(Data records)
++++++

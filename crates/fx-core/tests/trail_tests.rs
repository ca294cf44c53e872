// Host-side tests for the decaying trail field.

use fx_core::trail::goo_alpha;
use fx_core::{Easing, GooeyFilter, GooeyConfig, RiseCurve, TrailBuffer, TrailConfig, TrailField};
use glam::{UVec2, Vec2};

fn config() -> TrailConfig {
    TrailConfig {
        idle: None,
        ..TrailConfig::default()
    }
}

fn max_value(buffer: &TrailBuffer) -> f32 {
    buffer.field().values().iter().copied().fold(0.0, f32::max)
}

#[test]
fn decay_is_never_negative_and_reaches_zero() {
    for dt in [0.5_f32, 8.0, 16.7, 33.3, 120.0] {
        let mut buffer = TrailBuffer::new(&config(), 0.0);
        buffer.record_pointer(Vec2::splat(0.5), 0.0);
        let mut elapsed = 0.0;
        let mut peak = 0.0_f32;
        while elapsed < 400.0 {
            buffer.decay(dt);
            elapsed += dt;
            assert!(buffer.field().values().iter().all(|v| *v >= 0.0 && *v <= 1.0));
            peak = peak.max(max_value(&buffer));
        }
        assert!(peak > 0.0, "dt {dt} never lit the trail");
        assert_eq!(max_value(&buffer), 0.0, "dt {dt} left a residue");
    }
}

#[test]
fn cell_is_exactly_zero_at_max_age() {
    let mut buffer = TrailBuffer::new(&config(), 0.0);
    buffer.record_visit(UVec2::new(3, 3), 0.0);
    buffer.decay(16.0);
    assert!(buffer.field().value(3, 3) > 0.0);
    // fresh decay keeps the visit age, the next 250 ms age it out
    buffer.decay(250.0);
    assert_eq!(buffer.field().value(3, 3), 0.0);
}

#[test]
fn zero_or_invalid_dt_leaves_field_unchanged() {
    let mut buffer = TrailBuffer::new(&config(), 0.0);
    buffer.record_pointer(Vec2::new(0.3, 0.6), 0.0);
    buffer.decay(16.0);
    let before = buffer.field().values().to_vec();
    buffer.decay(0.0);
    buffer.decay(-5.0);
    buffer.decay(f32::NAN);
    buffer.decay(f32::INFINITY);
    assert_eq!(buffer.field().values(), &before[..]);
}

#[test]
fn revisit_refreshes_without_lowering() {
    let mut buffer = TrailBuffer::new(&config(), 0.0);
    let cell = UVec2::new(10, 10);
    buffer.record_visit(cell, 0.0);
    for _ in 0..4 {
        buffer.decay(16.0);
    }
    let lit = buffer.field().value(10, 10);
    assert!(lit > 0.5);

    buffer.record_visit_weighted(cell, 64.0, 0.1);
    buffer.decay(16.0);
    assert!(buffer.field().value(10, 10) >= lit - 1e-6);
}

#[test]
fn out_of_range_visits_are_ignored() {
    let mut buffer = TrailBuffer::new(&config(), 0.0);
    buffer.record_visit(UVec2::new(40, 0), 0.0);
    buffer.record_visit(UVec2::new(0, 1000), 0.0);
    buffer.record_visit_weighted(UVec2::new(1, 1), 0.0, 0.0);
    buffer.decay(16.0);
    assert_eq!(max_value(&buffer), 0.0);
}

#[test]
fn fast_stroke_is_filled_between_samples() {
    let cfg = TrailConfig {
        visit_radius: 0.02,
        ..config()
    };
    let mut buffer = TrailBuffer::new(&cfg, 0.0);
    buffer.record_pointer(Vec2::new(0.05, 0.5), 0.0);
    buffer.record_pointer(Vec2::new(0.95, 0.5), 0.0);
    buffer.decay(16.0);
    for x in 2..=38 {
        assert!(buffer.field().value(x, 20) > 0.0, "gap at cell {x}");
    }

    // a lifted pointer starts a new stroke
    let mut buffer = TrailBuffer::new(&cfg, 0.0);
    buffer.record_pointer(Vec2::new(0.05, 0.5), 0.0);
    buffer.lift();
    buffer.record_pointer(Vec2::new(0.95, 0.5), 0.0);
    buffer.decay(16.0);
    assert_eq!(buffer.field().value(20, 20), 0.0);
}

#[test]
fn resting_pointer_fades() {
    let mut buffer = TrailBuffer::new(&config(), 0.0);
    let mut now = 0.0;
    for _ in 0..40 {
        buffer.record_pointer(Vec2::splat(0.5), 0.0);
        buffer.decay(16.0);
        now += 16.0;
    }
    assert!(now > 250.0);
    assert_eq!(max_value(&buffer), 0.0);
}

#[test]
fn linear_rise_is_rate_limited() {
    let cfg = TrailConfig {
        rise: RiseCurve::Linear { rate_per_sec: 2.0 },
        max_age_ms: 10_000.0,
        ..config()
    };
    let mut buffer = TrailBuffer::new(&cfg, 0.0);
    buffer.record_visit(UVec2::new(0, 0), 0.0);
    buffer.decay(100.0);
    assert!((buffer.field().value(0, 0) - 0.2).abs() < 1e-5);
}

#[test]
fn easing_curves_fix_endpoints() {
    for e in [Easing::Linear, Easing::QuadOut, Easing::CircOut] {
        assert_eq!(e.apply(0.0), 0.0);
        assert!((e.apply(1.0) - 1.0).abs() < 1e-6);
        assert!(e.apply(0.5) >= 0.5);
        assert_eq!(e.apply(-3.0), 0.0);
    }
    assert_eq!("circ-out".parse::<Easing>().unwrap(), Easing::CircOut);
    assert!("bounce".parse::<Easing>().is_err());
}

#[test]
fn goo_threshold_is_steep() {
    assert!((goo_alpha(0.5) - 0.5).abs() < 1e-5);
    assert!(goo_alpha(9.0 / 19.0) < 1e-5);
    assert_eq!(goo_alpha(0.1), 0.0);
    assert!(goo_alpha(10.0 / 19.0) > 0.9999);
    assert_eq!(goo_alpha(0.9), 1.0);
}

#[test]
fn gooey_filter_merges_and_drops() {
    let mut filter = GooeyFilter::new(&GooeyConfig { sigma_cells: 1.0 });
    let mut out = Vec::new();
    let empty = TrailField::new(8);
    filter.apply(&empty, &mut out);
    assert_eq!(out.len(), 64);
    assert!(out.iter().all(|v| *v == 0.0));

    // the stamped blob keeps a solid core, far cells stay empty
    let cfg = TrailConfig {
        resolution: 16,
        visit_radius: 0.2,
        rise: RiseCurve::Linear {
            rate_per_sec: 1000.0,
        },
        gooey: Some(GooeyConfig { sigma_cells: 0.6 }),
        ..config()
    };
    let mut buffer = TrailBuffer::new(&cfg, 0.0);
    buffer.record_pointer(Vec2::splat(0.5), 0.0);
    buffer.decay(16.0);
    let values = buffer.frame_values();
    assert_eq!(values.len(), 256);
    assert_eq!(values[8 * 16 + 8], 1.0);
    assert_eq!(values[0], 0.0);
}

#[test]
fn r8_payload_is_quantised() {
    let mut out = [0u8; 4];
    fx_core::write_r8(&[0.0, 0.5, 1.0, 7.0], &mut out);
    assert_eq!(out, [0, 128, 255, 255]);
}

#[test]
fn oversized_resolution_is_clamped() {
    let field = TrailField::new(70_000);
    assert_eq!(field.resolution(), fx_core::constants::TRAIL_MAX_RESOLUTION);
    assert_eq!(field.values().len(), 512 * 512);

    let buffer = TrailBuffer::new(
        &TrailConfig {
            resolution: u32::MAX,
            ..config()
        },
        0.0,
    );
    assert_eq!(buffer.resolution(), fx_core::constants::TRAIL_MAX_RESOLUTION);
    assert_eq!(TrailField::new(0).resolution(), 1);
}
// Host-side tests for the idle-motion state machine.

use fx_core::{IdleConfig, IdleMotion, IdleState};
use glam::Vec2;

#[test]
fn becomes_idle_at_threshold() {
    let mut idle = IdleMotion::new(&IdleConfig::with_threshold(2000.0), 0.0);
    assert_eq!(idle.state(), IdleState::Interactive);

    let frame = 1000.0 / 60.0;
    assert_eq!(idle.update(2000.0 - frame), IdleState::Interactive);
    assert_eq!(idle.update(2000.0), IdleState::Idle);
    assert!(idle.is_synthetic());
}

#[test]
fn pointer_event_resets_timer() {
    let mut idle = IdleMotion::new(&IdleConfig::with_threshold(2000.0), 0.0);
    idle.on_pointer(1500.0);
    assert_eq!(idle.update(3000.0), IdleState::Interactive);
    assert_eq!(idle.update(3499.0), IdleState::Interactive);
    assert_eq!(idle.update(3500.0), IdleState::Idle);

    idle.on_pointer(3600.0);
    assert_eq!(idle.state(), IdleState::Interactive);
    assert_eq!(idle.last_interaction_ms(), 3600.0);

    // out-of-order timestamps never move the timer backwards
    idle.on_pointer(10.0);
    assert_eq!(idle.last_interaction_ms(), 3600.0);
}

#[test]
fn synthetic_trajectory_is_bounded() {
    let config = IdleConfig::default();
    let idle = IdleMotion::new(&config, 0.0);
    let mut seen_x = (f32::MAX, f32::MIN);
    for i in 0..5000 {
        let p = idle.synthetic_position(i as f64 * 37.0);
        assert!(p.x.abs() <= config.amplitude.x + 1e-6);
        assert!(p.y.abs() <= config.amplitude.y + 1e-6);
        seen_x = (seen_x.0.min(p.x), seen_x.1.max(p.x));
    }
    // it actually moves across the field
    assert!(seen_x.1 - seen_x.0 > config.amplitude.x);
    assert_ne!(config.freq_hz.x, config.freq_hz.y);
}

#[test]
fn resolve_blends_in_from_last_real_position() {
    let config = IdleConfig::with_threshold(100.0);
    let mut idle = IdleMotion::new(&config, 0.0);
    let real = Vec2::new(0.3, -0.2);

    let r = idle.resolve(50.0, real);
    assert!(!r.synthetic);
    assert_eq!(r.ndc, real);

    // first idle frame starts exactly at the last real position
    let r = idle.resolve(100.0, Vec2::ZERO);
    assert!(r.synthetic);
    assert!((r.ndc - real).length() < 1e-6);

    // fully blended into the orbit afterwards
    let later = 100.0 + config.blend_in_ms + 500.0;
    let r = idle.resolve(later, Vec2::ZERO);
    let orbit = idle.synthetic_position(later - 100.0);
    assert!((r.ndc - orbit).length() < 1e-5);

    idle.on_pointer(later + 1.0);
    let r = idle.resolve(later + 2.0, Vec2::new(-0.5, 0.5));
    assert!(!r.synthetic);
    assert_eq!(r.ndc, Vec2::new(-0.5, 0.5));
}
//! Per-instance effect configuration.
//!
//! Defaults follow the values the page shipped with. Front-ends build these
//! from whatever surface they have (the web crate reads `data-*` attributes)
//! and call [`LayerConfig::validate`] before mounting.

use crate::constants::*;
use crate::displacement::{BlendMode, EdgePolicy};
use crate::trail::{Easing, RiseCurve};
use glam::Vec2;
use std::str::FromStr;

#[derive(Debug, Clone, PartialEq, thiserror::Error)]
pub enum ConfigError {
    #[error("invalid colour {0:?}, expected #rgb or #rrggbb")]
    InvalidColor(String),
    #[error("unknown edge policy {0:?}, expected clamp or discard")]
    InvalidEdgePolicy(String),
    #[error("unknown easing {0:?}")]
    InvalidEasing(String),
    #[error("unknown rise curve {0:?}, expected exponential or linear")]
    InvalidRise(String),
    #[error("unknown effect kind {0:?}")]
    InvalidEffect(String),
    #[error("unknown pointer origin {0:?}")]
    InvalidOrigin(String),
    #[error("invalid number for {field}: {value:?}")]
    InvalidNumber { field: &'static str, value: String },
    #[error("{field} = {value} is out of range")]
    OutOfRange { field: &'static str, value: f64 },
    #[error("{0} is required")]
    Missing(&'static str),
    #[error("duplicate layer name {0:?}")]
    DuplicateLayer(String),
}

/// Linear RGB colour in `[0, 1]`.
#[derive(Clone, Copy, Debug, PartialEq)]
pub struct Rgb(pub [f32; 3]);

impl Rgb {
    pub const WHITE: Rgb = Rgb([1.0, 1.0, 1.0]);
}

impl FromStr for Rgb {
    type Err = ConfigError;

    fn from_str(s: &str) -> Result<Self, Self::Err> {
        let err = || ConfigError::InvalidColor(s.to_string());
        let hex = s.trim().strip_prefix('#').ok_or_else(err)?;
        if !hex.chars().all(|c| c.is_ascii_hexdigit()) {
            return Err(err());
        }
        let channel = |h: &str| u8::from_str_radix(h, 16).map_err(|_| err());
        let [r, g, b] = match hex.len() {
            3 => {
                let mut out = [0u8; 3];
                for (i, c) in hex.chars().enumerate() {
                    out[i] = channel(&format!("{c}{c}"))?;
                }
                out
            }
            6 => [
                channel(&hex[0..2])?,
                channel(&hex[2..4])?,
                channel(&hex[4..6])?,
            ],
            _ => return Err(err()),
        };
        Ok(Rgb([r as f32 / 255.0, g as f32 / 255.0, b as f32 / 255.0]))
    }
}

/// Where the pointer offset fed to the displacement is measured from.
#[derive(Clone, Copy, Debug, Default, PartialEq, Eq)]
pub enum PointerOrigin {
    /// ndc, `(0, 0)` at the viewport centre: the image leans both ways.
    #[default]
    Center,
    /// uv, `(0, 0)` at the top-left corner: the image only leans one way.
    TopLeft,
}

impl FromStr for PointerOrigin {
    type Err = ConfigError;

    fn from_str(s: &str) -> Result<Self, Self::Err> {
        match s.trim().to_ascii_lowercase().as_str() {
            "center" | "centre" => Ok(PointerOrigin::Center),
            "top-left" | "topleft" => Ok(PointerOrigin::TopLeft),
            _ => Err(ConfigError::InvalidOrigin(s.to_string())),
        }
    }
}

#[derive(Clone, Debug, PartialEq)]
pub struct IdleConfig {
    pub threshold_ms: f64,
    pub blend_in_ms: f64,
    /// Orbit half-extent in ndc units.
    pub amplitude: Vec2,
    /// Oscillation frequency per axis; keep them unequal.
    pub freq_hz: Vec2,
}

impl Default for IdleConfig {
    fn default() -> Self {
        Self {
            threshold_ms: IDLE_THRESHOLD_MS,
            blend_in_ms: IDLE_BLEND_IN_MS,
            amplitude: Vec2::from(IDLE_AMPLITUDE),
            freq_hz: Vec2::from(IDLE_FREQ_HZ),
        }
    }
}

impl IdleConfig {
    pub fn with_threshold(threshold_ms: f64) -> Self {
        Self {
            threshold_ms,
            ..Self::default()
        }
    }

    fn validate(&self) -> Result<(), ConfigError> {
        non_negative("idle_threshold_ms", self.threshold_ms)?;
        non_negative("idle_blend_in_ms", self.blend_in_ms)?;
        within("idle_amplitude", self.amplitude.max_element() as f64, 0.0, 1.0)?;
        within("idle_amplitude", self.amplitude.min_element() as f64, 0.0, 1.0)?;
        non_negative("idle_freq_hz", self.freq_hz.min_element() as f64)
    }
}

#[derive(Clone, Debug, PartialEq)]
pub struct DisplacementConfig {
    pub source_asset: String,
    pub depth_asset: String,
    pub secondary_asset: Option<String>,
    pub threshold: Vec2,
    pub edge_policy: EdgePolicy,
    pub blend: BlendMode,
    pub origin: PointerOrigin,
    pub idle: Option<IdleConfig>,
}

impl Default for DisplacementConfig {
    fn default() -> Self {
        Self {
            source_asset: String::new(),
            depth_asset: String::new(),
            secondary_asset: None,
            threshold: Vec2::splat(PARALLAX_THRESHOLD),
            edge_policy: EdgePolicy::Clamp,
            blend: BlendMode::Single,
            origin: PointerOrigin::Center,
            idle: None,
        }
    }
}

impl DisplacementConfig {
    pub fn validate(&self) -> Result<(), ConfigError> {
        if self.source_asset.is_empty() {
            return Err(ConfigError::Missing("source_asset"));
        }
        if self.depth_asset.is_empty() {
            return Err(ConfigError::Missing("depth_asset"));
        }
        within("threshold", self.threshold.x as f64, 0.0, 1.0)?;
        within("threshold", self.threshold.y as f64, 0.0, 1.0)?;
        if let BlendMode::Spotlight {
            inner_radius,
            outer_radius,
        } = self.blend
        {
            if self.secondary_asset.is_none() {
                return Err(ConfigError::Missing("secondary_asset"));
            }
            non_negative("spotlight_inner", inner_radius as f64)?;
            non_negative("spotlight_outer", outer_radius as f64)?;
        }
        match &self.idle {
            Some(idle) => idle.validate(),
            None => Ok(()),
        }
    }
}

#[derive(Clone, Debug, PartialEq)]
pub struct GooeyConfig {
    /// Blur standard deviation in trail cells.
    pub sigma_cells: f32,
}

#[derive(Clone, Debug, PartialEq)]
pub struct TrailConfig {
    pub resolution: u32,
    pub visit_radius: f32,
    pub max_age_ms: f32,
    pub rise: RiseCurve,
    pub segment_subdivision: f32,
    pub ease: Easing,
    pub color: Rgb,
    pub overlay_source_asset: Option<String>,
    pub gooey: Option<GooeyConfig>,
    pub idle: Option<IdleConfig>,
}

impl Default for TrailConfig {
    fn default() -> Self {
        Self {
            resolution: TRAIL_RESOLUTION,
            visit_radius: TRAIL_VISIT_RADIUS,
            max_age_ms: TRAIL_MAX_AGE_MS,
            rise: RiseCurve::Exponential {
                rate_per_sec: TRAIL_RISE_RATE_PER_SEC,
            },
            segment_subdivision: TRAIL_SEGMENT_SUBDIVISION,
            ease: Easing::Linear,
            color: Rgb::WHITE,
            overlay_source_asset: None,
            gooey: None,
            idle: Some(IdleConfig::default()),
        }
    }
}

impl TrailConfig {
    pub fn validate(&self) -> Result<(), ConfigError> {
        within(
            "resolution",
            self.resolution as f64,
            1.0,
            TRAIL_MAX_RESOLUTION as f64,
        )?;
        positive("visit_radius", self.visit_radius as f64)?;
        positive("max_age_ms", self.max_age_ms as f64)?;
        positive("interpolation_rate", self.rise.rate_per_sec() as f64)?;
        positive("segment_subdivision", self.segment_subdivision as f64)?;
        if let Some(g) = &self.gooey {
            non_negative("gooey", g.sigma_cells as f64)?;
        }
        match &self.idle {
            Some(idle) => idle.validate(),
            None => Ok(()),
        }
    }
}

#[derive(Clone, Debug, PartialEq)]
pub struct TopoConfig {
    pub line_count: u32,
    pub speed: f32,
    pub line_width: f32,
    pub color: Rgb,
}

impl Default for TopoConfig {
    fn default() -> Self {
        Self {
            line_count: TOPO_LINE_COUNT,
            speed: TOPO_SPEED,
            line_width: TOPO_LINE_WIDTH,
            color: Rgb([0.55, 0.62, 0.75]),
        }
    }
}

impl TopoConfig {
    pub fn validate(&self) -> Result<(), ConfigError> {
        within("line_count", self.line_count as f64, 1.0, 128.0)?;
        non_negative("speed", self.speed as f64)?;
        positive("line_width", self.line_width as f64)
    }
}

#[derive(Clone, Debug, PartialEq)]
pub enum EffectConfig {
    Parallax(DisplacementConfig),
    Trail(TrailConfig),
    Topo(TopoConfig),
}

impl EffectConfig {
    /// Default configuration for an effect kind name (`parallax`, `trail`,
    /// `topo`).
    pub fn default_for(kind: &str) -> Result<Self, ConfigError> {
        match kind.trim().to_ascii_lowercase().as_str() {
            "parallax" | "displacement" => Ok(EffectConfig::Parallax(Default::default())),
            "trail" | "pixel-trail" => Ok(EffectConfig::Trail(Default::default())),
            "topo" | "topographic" => Ok(EffectConfig::Topo(Default::default())),
            _ => Err(ConfigError::InvalidEffect(kind.to_string())),
        }
    }

    pub fn validate(&self) -> Result<(), ConfigError> {
        match self {
            EffectConfig::Parallax(c) => c.validate(),
            EffectConfig::Trail(c) => c.validate(),
            EffectConfig::Topo(c) => c.validate(),
        }
    }
}

#[derive(Clone, Debug, PartialEq)]
pub struct LayerConfig {
    pub name: String,
    pub z_index: i32,
    /// Transparent layers never become the pointer target.
    pub pointer_transparent: bool,
    pub opacity: f32,
    pub effect: EffectConfig,
}

impl LayerConfig {
    pub fn new(name: impl Into<String>, effect: EffectConfig) -> Self {
        Self {
            name: name.into(),
            z_index: 0,
            pointer_transparent: false,
            opacity: 1.0,
            effect,
        }
    }

    pub fn validate(&self) -> Result<(), ConfigError> {
        within("opacity", self.opacity as f64, 0.0, 1.0)?;
        self.effect.validate()
    }
}

/// Parse a numeric option, naming the field in the error.
pub fn parse_number<T: FromStr>(field: &'static str, value: &str) -> Result<T, ConfigError> {
    value
        .trim()
        .parse::<T>()
        .map_err(|_| ConfigError::InvalidNumber {
            field,
            value: value.to_string(),
        })
}

fn within(field: &'static str, value: f64, lo: f64, hi: f64) -> Result<(), ConfigError> {
    if value.is_finite() && value >= lo && value <= hi {
        Ok(())
    } else {
        Err(ConfigError::OutOfRange { field, value })
    }
}

fn non_negative(field: &'static str, value: f64) -> Result<(), ConfigError> {
    within(field, value, 0.0, f64::MAX)
}

fn positive(field: &'static str, value: f64) -> Result<(), ConfigError> {
    if value.is_finite() && value > 0.0 {
        Ok(())
    } else {
        Err(ConfigError::OutOfRange { field, value })
    }
}
//! Page-level arrangement of effects as stacked layers.

use crate::config::{ConfigError, EffectConfig, LayerConfig};
use crate::effect::{
    AssetRole, AssetStatus, FrameInput, ParallaxEffect, ParallaxFrame, TopoEffect, TopoFrame,
    TrailEffect, TrailFrame,
};
use crate::error::FxError;
use crate::viewport::ViewportState;
use smallvec::SmallVec;

pub enum Effect {
    Parallax(ParallaxEffect),
    Trail(TrailEffect),
    Topo(TopoEffect),
}

impl Effect {
    fn new(config: &EffectConfig, now_ms: f64) -> Self {
        match config {
            EffectConfig::Parallax(c) => Effect::Parallax(ParallaxEffect::new(c.clone(), now_ms)),
            EffectConfig::Trail(c) => Effect::Trail(TrailEffect::new(c.clone(), now_ms)),
            EffectConfig::Topo(c) => Effect::Topo(TopoEffect::new(c.clone())),
        }
    }
}

pub struct Layer {
    pub config: LayerConfig,
    pub effect: Effect,
}

#[derive(Clone, Copy, Debug)]
pub enum LayerFrameKind<'a> {
    Parallax(ParallaxFrame),
    Trail(TrailFrame<'a>),
    Topo(TopoFrame),
}

#[derive(Clone, Copy, Debug)]
pub struct LayerFrame<'a> {
    /// Position of the layer in the stack's construction order; stable key
    /// for backends.
    pub index: usize,
    pub name: &'a str,
    pub z_index: i32,
    pub opacity: f32,
    pub kind: LayerFrameKind<'a>,
}

/// Everything needed to draw one frame, bottom layer first.
#[derive(Clone, Debug)]
pub struct StackFrame<'a> {
    pub now_ms: f64,
    pub dt_ms: f32,
    pub viewport: ViewportState,
    pub layers: SmallVec<[LayerFrame<'a>; 4]>,
}

#[derive(Default)]
pub struct LayerStack {
    layers: Vec<Layer>,
}

impl LayerStack {
    pub fn from_configs(configs: Vec<LayerConfig>, now_ms: f64) -> Result<Self, ConfigError> {
        let mut layers: Vec<Layer> = Vec::with_capacity(configs.len());
        for config in configs {
            config.validate()?;
            if layers.iter().any(|l| l.config.name == config.name) {
                return Err(ConfigError::DuplicateLayer(config.name));
            }
            let effect = Effect::new(&config.effect, now_ms);
            layers.push(Layer { config, effect });
        }
        Ok(Self { layers })
    }

    #[inline]
    pub fn len(&self) -> usize {
        self.layers.len()
    }

    #[inline]
    pub fn is_empty(&self) -> bool {
        self.layers.is_empty()
    }

    pub fn layer(&self, index: usize) -> Option<&Layer> {
        self.layers.get(index)
    }

    pub fn layers(&self) -> &[Layer] {
        &self.layers
    }

    pub fn index_of(&self, name: &str) -> Option<usize> {
        self.layers.iter().position(|l| l.config.name == name)
    }

    /// Topmost layer that receives pointer input. Among equal z-indices the
    /// later one sits on top, as in document order.
    pub fn pointer_target(&self) -> Option<usize> {
        self.layers
            .iter()
            .enumerate()
            .filter(|(_, l)| !l.config.pointer_transparent)
            .max_by_key(|(i, l)| (l.config.z_index, *i))
            .map(|(i, _)| i)
    }

    pub fn set_asset_status(
        &mut self,
        index: usize,
        role: AssetRole,
        status: AssetStatus,
    ) -> Result<(), FxError> {
        let layer = self.layers.get_mut(index).ok_or(FxError::UnknownLayer(index))?;
        let accepted = match &mut layer.effect {
            Effect::Parallax(p) => p.set_asset_status(role, status),
            Effect::Trail(t) => t.set_asset_status(role, status),
            Effect::Topo(_) => false,
        };
        if !accepted {
            log::warn!(
                "[layers] layer {:?} has no {} asset; ignoring",
                layer.config.name,
                role
            );
        }
        Ok(())
    }

    /// Advance every layer by one frame and collect their parameters in
    /// ascending z-order (ties keep construction order).
    pub fn update(&mut self, input: &FrameInput) -> StackFrame<'_> {
        let mut layers: SmallVec<[LayerFrame<'_>; 4]> = self
            .layers
            .iter_mut()
            .enumerate()
            .map(|(index, layer)| {
                let kind = match &mut layer.effect {
                    Effect::Parallax(p) => LayerFrameKind::Parallax(p.update(input)),
                    Effect::Trail(t) => LayerFrameKind::Trail(t.update(input)),
                    Effect::Topo(t) => LayerFrameKind::Topo(t.update(input)),
                };
                LayerFrame {
                    index,
                    name: layer.config.name.as_str(),
                    z_index: layer.config.z_index,
                    opacity: layer.config.opacity,
                    kind,
                }
            })
            .collect();
        layers.sort_by_key(|l| l.z_index);
        StackFrame {
            now_ms: input.now_ms,
            dt_ms: input.dt_ms,
            viewport: input.viewport,
            layers,
        }
    }
}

++++++

Problem details:
Whenever a line holds "DuplicateLayer", it counts; state the total for the records and add nothing.

Response box:
2